FIGURE 3.

Cell spreading on collagen gels of FN^f/f and FN^−/− fibroblasts, and their ability to contract a collagen matrix. (A) In contrast to wildtype fibroblasts (FN^f/f, top left panel), fibronectin-null (FN^−/−) cells did not spread and tended to cluster on collagen gels after 24 h in FN-depleted conditions (top right). Spreading of FN^f/f fibroblasts was not influenced by adding 20 μg/ml purified FN to the medium (bottom left). A representative image shows partial rescue of cell spreading by FN^−/− cells in the presence of exogenous FN (bottom right) (Scale bar: 100 μm). (B) Mean percentage (±SD; significance was tested by a paired t-test) of “round” (black bar), “spikey” (light gray bar) and “spread” (dark gray bar) FN^−/− fibroblasts on collagen gels 24 h after seeding with or without exogenous FN (^∗∗∗p < 0.001). (C) Representative images of collagen gels 24 h after release; the initial area is given by the dashed red circle: After gel release, a “contracture ring” (pink dotted circle) defined the borders of the measured area with time (Scale bar: 2 mm). (D) The graph indicates the relative mean gel contracture of FN^f/f and FN^−/− fibroblasts in the absence or presence of 20 ug/ml FN added to the collagen gel (+FN), 0, 1, 5, and 24 h after gel detachment.

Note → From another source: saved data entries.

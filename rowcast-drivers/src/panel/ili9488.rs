//! ILI9488 panel bus
//!
//! Pushes pixel runs to an ILI9488 (or any MIPI-DBI panel with the same
//! window commands) over SPI with 16-bit pixel transfers. Each run sets a
//! one-row address window and streams the pixels with a memory write.
//!
//! Boards such as the Waveshare 3.5" ResTouch put a shift register between
//! SPI and the controller's 16-bit parallel port. There every command and
//! parameter byte must be sent as a 16-bit word with a zero high byte
//! ([`Framing::Word16`], the default). Plain 8-bit SPI wiring uses
//! [`Framing::Byte`].
//!
//! Panel initialization (reset, power, pixel format, rotation) is left to
//! board code; this type only owns the bus once the panel is up.

use rowcast_hal::{OutputPin, PanelBus, SpiBus};

/// MIPI-DBI commands used for windowed writes
mod cmd {
    pub const COLUMN_ADDRESS_SET: u8 = 0x2A;
    pub const PAGE_ADDRESS_SET: u8 = 0x2B;
    pub const MEMORY_WRITE: u8 = 0x2C;
}

/// Pixels converted per SPI write
const CHUNK_PIXELS: usize = 32;

/// Most parameter bytes any command here takes
const MAX_PARAMS: usize = 4;

/// How command and parameter bytes go out on the wire
#[derive(Debug, Clone, Copy, PartialEq, Eq, Default)]
#[cfg_attr(feature = "defmt", derive(defmt::Format))]
pub enum Framing {
    /// One byte per command or parameter
    Byte,
    /// Each command or parameter byte widened to `[0x00, b]`
    #[default]
    Word16,
}

/// Panel bus errors
#[derive(Debug, Clone, Copy, PartialEq, Eq)]
#[cfg_attr(feature = "defmt", derive(defmt::Format))]
pub enum Ili9488Error<S, P> {
    /// SPI transfer failed
    Spi(S),
    /// Chip select or data/command pin failed
    Pin(P),
    /// Run does not fit the panel or the pixel buffer
    OutOfBounds,
    /// Push without an open transaction
    NotOpen,
}

/// ILI9488 pixel-run bus
///
/// `dc` selects command (low) or data (high); `cs` is active low and held
/// for a whole transaction.
pub struct Ili9488Bus<SPI, P> {
    spi: SPI,
    dc: P,
    cs: P,
    width: u16,
    height: u16,
    framing: Framing,
    open: bool,
}

impl<SPI, P> Ili9488Bus<SPI, P>
where
    SPI: SpiBus,
    P: OutputPin,
{
    /// Wrap an initialized panel of `width` x `height` pixels with 16-bit
    /// command framing
    ///
    /// Chip select is released so the bus starts idle.
    pub fn new(
        spi: SPI,
        dc: P,
        cs: P,
        width: u16,
        height: u16,
    ) -> Result<Self, Ili9488Error<SPI::Error, P::Error>> {
        Self::with_framing(spi, dc, cs, width, height, Framing::default())
    }

    /// Same as [`new`](Self::new) with explicit command framing
    pub fn with_framing(
        spi: SPI,
        dc: P,
        mut cs: P,
        width: u16,
        height: u16,
        framing: Framing,
    ) -> Result<Self, Ili9488Error<SPI::Error, P::Error>> {
        cs.set_high().map_err(Ili9488Error::Pin)?;
        Ok(Self {
            spi,
            dc,
            cs,
            width,
            height,
            framing,
            open: false,
        })
    }

    pub fn framing(&self) -> Framing {
        self.framing
    }

    /// Give back the SPI bus and pins
    pub fn release(self) -> (SPI, P, P) {
        (self.spi, self.dc, self.cs)
    }

    /// Whether a transaction is open
    pub fn is_open(&self) -> bool {
        self.open
    }

    /// Send a command byte followed by its parameters
    fn command(&mut self, op: u8, params: &[u8]) -> Result<(), Ili9488Error<SPI::Error, P::Error>> {
        self.dc.set_low().map_err(Ili9488Error::Pin)?;
        self.write_framed(&[op])?;
        self.dc.set_high().map_err(Ili9488Error::Pin)?;
        if !params.is_empty() {
            self.write_framed(params)?;
        }
        Ok(())
    }

    // write command or parameter bytes in the configured framing
    fn write_framed(&mut self, bytes: &[u8]) -> Result<(), Ili9488Error<SPI::Error, P::Error>> {
        match self.framing {
            Framing::Byte => self.spi.write(bytes).map_err(Ili9488Error::Spi),
            Framing::Word16 => {
                let mut buf = [0u8; MAX_PARAMS * 2];
                for chunk in bytes.chunks(MAX_PARAMS) {
                    for (word, &b) in buf.chunks_exact_mut(2).zip(chunk) {
                        word[0] = 0x00;
                        word[1] = b;
                    }
                    self.spi
                        .write(&buf[..chunk.len() * 2])
                        .map_err(Ili9488Error::Spi)?;
                }
                Ok(())
            }
        }
    }

    /// Set the address window to columns `x0..=x1`, pages `y0..=y1`
    fn set_window(
        &mut self,
        x0: u16,
        y0: u16,
        x1: u16,
        y1: u16,
    ) -> Result<(), Ili9488Error<SPI::Error, P::Error>> {
        let [x0h, x0l] = x0.to_be_bytes();
        let [x1h, x1l] = x1.to_be_bytes();
        let [y0h, y0l] = y0.to_be_bytes();
        let [y1h, y1l] = y1.to_be_bytes();

        self.command(cmd::COLUMN_ADDRESS_SET, &[x0h, x0l, x1h, x1l])?;
        self.command(cmd::PAGE_ADDRESS_SET, &[y0h, y0l, y1h, y1l])
    }

    /// Stream pixels as data
    ///
    /// Palette values are stored pre-swapped, so little-endian words give
    /// big-endian RGB565 on the wire.
    fn write_pixels(&mut self, pixels: &[u16]) -> Result<(), Ili9488Error<SPI::Error, P::Error>> {
        let mut buf = [0u8; CHUNK_PIXELS * 2];
        for chunk in pixels.chunks(CHUNK_PIXELS) {
            for (dst, px) in buf.chunks_exact_mut(2).zip(chunk) {
                dst.copy_from_slice(&px.to_le_bytes());
            }
            self.spi
                .write(&buf[..chunk.len() * 2])
                .map_err(Ili9488Error::Spi)?;
        }
        Ok(())
    }
}

impl<SPI, P> PanelBus for Ili9488Bus<SPI, P>
where
    SPI: SpiBus,
    P: OutputPin,
{
    type Error = Ili9488Error<SPI::Error, P::Error>;

    fn open_transaction(&mut self) -> Result<(), Self::Error> {
        if self.open {
            return Ok(());
        }
        self.cs.set_low().map_err(Ili9488Error::Pin)?;
        self.open = true;

        #[cfg(feature = "defmt")]
        defmt::trace!("panel transaction open");

        Ok(())
    }

    fn push_run(&mut self, row: u16, start: u16, count: u16, pixels: &[u16]) -> Result<(), Self::Error> {
        if !self.open {
            return Err(Ili9488Error::NotOpen);
        }
        if count == 0 {
            return Ok(());
        }
        let end = start as u32 + count as u32;
        if row >= self.height || end > self.width as u32 || pixels.len() < count as usize {
            return Err(Ili9488Error::OutOfBounds);
        }

        self.set_window(start, row, start + count - 1, row)?;
        self.command(cmd::MEMORY_WRITE, &[])?;
        self.write_pixels(&pixels[..count as usize])
    }

    fn close_transaction(&mut self) -> Result<(), Self::Error> {
        if !self.open {
            return Ok(());
        }
        self.spi.flush().map_err(Ili9488Error::Spi)?;
        self.cs.set_high().map_err(Ili9488Error::Pin)?;
        self.open = false;

        #[cfg(feature = "defmt")]
        defmt::trace!("panel transaction closed");

        Ok(())
    }
}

Data are from at least three independent experiments done in quintuplicates and are expressed as contracture relative to the initial area in percent (±SD; significance after 24 h was tested by two-way ANOVA, followed by Tukey’s multiple comparisons test). FN^f/f fibroblasts exerted roughly a nine-fold higher collagen contracture ability after 24 h compared to FN^−/− cells (^§ p < 0.001). Addition of exogenous FN did not affect control fibroblasts. Collagen contracture exerted by FN^−/− cells was partially rescued by adding exogenous FN to the collagen gels, which caused a five-fold increase (^#p < 0.001).